Many disease-causing fungi undergo highly complex life cycles, with some involving more than one host plant species, as well as sexual and asexual stages of reproduction (Li et al., 2019). A fascinating example of this complexity is Ustilago maydis, the fungus that causes the disease called corn smut. For U. maydis to infect corn plants, two haploid cells belonging to different mating types must fuse together on the surface of a leaf to form an infectious cell known as an appressorium. This cell can then rupture the surface and invade the plant’s tissue. The end result is deformed corn cobs, covered in black sooty spores – if you have dined on the delicacy Huitlacoche in a Mexican restaurant, then you’ll have eaten them! However, if you are a corn grower, a field of deformed cobs is a disaster.

The behavior of U. maydis on a leaf surface is quite remarkable: although infection relies on two cells fusing, the nuclei inside these cells do not fuse with each other, so the new cell contains two nuclei. This means that the cell must somehow control and synchronize two cell cycles to ensure its survival and development. Now, in eLife, José Pérez-Martín and co-workers at the Institute of Functional and Genomic Biology in Salamanca and Georg August University in Göttingen – including Paola Bardetti as first author – report how this amazing feat is accomplished (Bardetti et al., 2019).

In eukaryotes the cell cycle goes through four main stages to produce two identical daughter cells: G1, S (when DNA replication occurs), G2, and M (mitosis; Figure 1A).
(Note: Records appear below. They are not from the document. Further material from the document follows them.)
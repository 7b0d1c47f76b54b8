use serde::{Deserialize, Serialize};
use std::path::{Path, PathBuf};
use thiserror::Error;

#[derive(Debug, Error)]
pub enum ConfigError {
    #[error("Failed to read config file at {config_path}: {source}")]
    ConfigReadError {
        config_path: PathBuf,
        source: std::io::Error,
    },

    #[error("Failed to parse config file at {config_path}: {source}")]
    ConfigParseError {
        config_path: PathBuf,
        source: toml::de::Error,
    },

    #[error(
        "Invalid key_length {key_length} in config file at {config_path}: expected {min}..={max}",
        min = Config::MIN_KEY_LENGTH,
        max = Config::MAX_KEY_LENGTH
    )]
    InvalidKeyLength {
        config_path: PathBuf,
        key_length: usize,
    },
}

#[derive(Debug, Clone, PartialEq, Serialize, Deserialize)]
#[serde(default)]
pub struct Config {
    /// Length of generated block keys.
    pub key_length: usize,
    /// Pretty-print JSON output.
    pub pretty: bool,
    /// Default output file when none is given on the command line.
    #[serde(skip_serializing_if = "Option::is_none")]
    pub output_path: Option<PathBuf>,
    /// Log inert `et_pb_*` tags found while converting.
    pub report_inert_tags: bool,
}

impl Default for Config {
    fn default() -> Self {
        Self {
            key_length: Self::DEFAULT_KEY_LENGTH,
            pretty: false,
            output_path: None,
            report_inert_tags: true,
        }
    }
}

impl Config {
    pub const MIN_KEY_LENGTH: usize = 8;
    pub const DEFAULT_KEY_LENGTH: usize = 12;
    pub const MAX_KEY_LENGTH: usize = 32;

    pub fn load_from_path<P: AsRef<Path>>(config_path: P) -> Result<Option<Self>, ConfigError> {
        let config_path = config_path.as_ref();
        if !config_path.exists() {
            return Ok(None);
        }

        let content = std::fs::read_to_string(config_path).map_err(|source| {
            ConfigError::ConfigReadError {
                config_path: config_path.to_path_buf(),
                source,
            }
        })?;

        let mut config: Config =
            toml::from_str(&content).map_err(|source| ConfigError::ConfigParseError {
                config_path: config_path.to_path_buf(),
                source,
            })?;

        // Expand shell variables and tilde in the output path
        config.output_path = config
            .output_path
            .map(|p| Self::expand_path(&p).unwrap_or(p));
        if !(Self::MIN_KEY_LENGTH..=Self::MAX_KEY_LENGTH).contains(&config.key_length) {
            return Err(ConfigError::InvalidKeyLength {
                config_path: config_path.to_path_buf(),
                key_length: config.key_length,
            });
        }

        Ok(Some(config))
    }

    pub fn load() -> Result<Option<Self>, ConfigError> {
        let config_path = Self::config_path();
        Self::load_from_path(&config_path)
    }

    pub fn save_to_path<P: AsRef<Path>>(&self, config_path: P) -> anyhow::Result<()> {
        let config_path = config_path.as_ref();
        if let Some(parent) = config_path.parent() {
            std::fs::create_dir_all(parent)?;
        }
        let content = toml::to_string_pretty(self)?;
        std::fs::write(config_path, content)?;
        Ok(())
    }

    pub fn config_path() -> PathBuf {
        let config_dir = shellexpand::tilde("~/.config/divi-blocks");
        PathBuf::from(config_dir.as_ref()).join("config.toml")
    }

    fn expand_path(path: &Path) -> Option<PathBuf> {
        let path_str = path.to_string_lossy();
        match shellexpand::full(&path_str) {
            Ok(expanded) => Some(PathBuf::from(expanded.as_ref())),
            Err(_) => None,
        }
    }
}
Progression through these stages depends on the activity of a family of proteins called cyclin-dependent kinases (CDKs) in association with partner proteins called cyclins. Mechanisms controlling the activity of CDK1 form the basis of cell cycle regulation (Nurse, 2012): the kinase Wee1 stops the cell cycle by phosphorylating CDK1 and blocking its activity, and the phosphatase Cdc25 allows the cycle to start again by dephosphorylating CDK1 (Figure 1A).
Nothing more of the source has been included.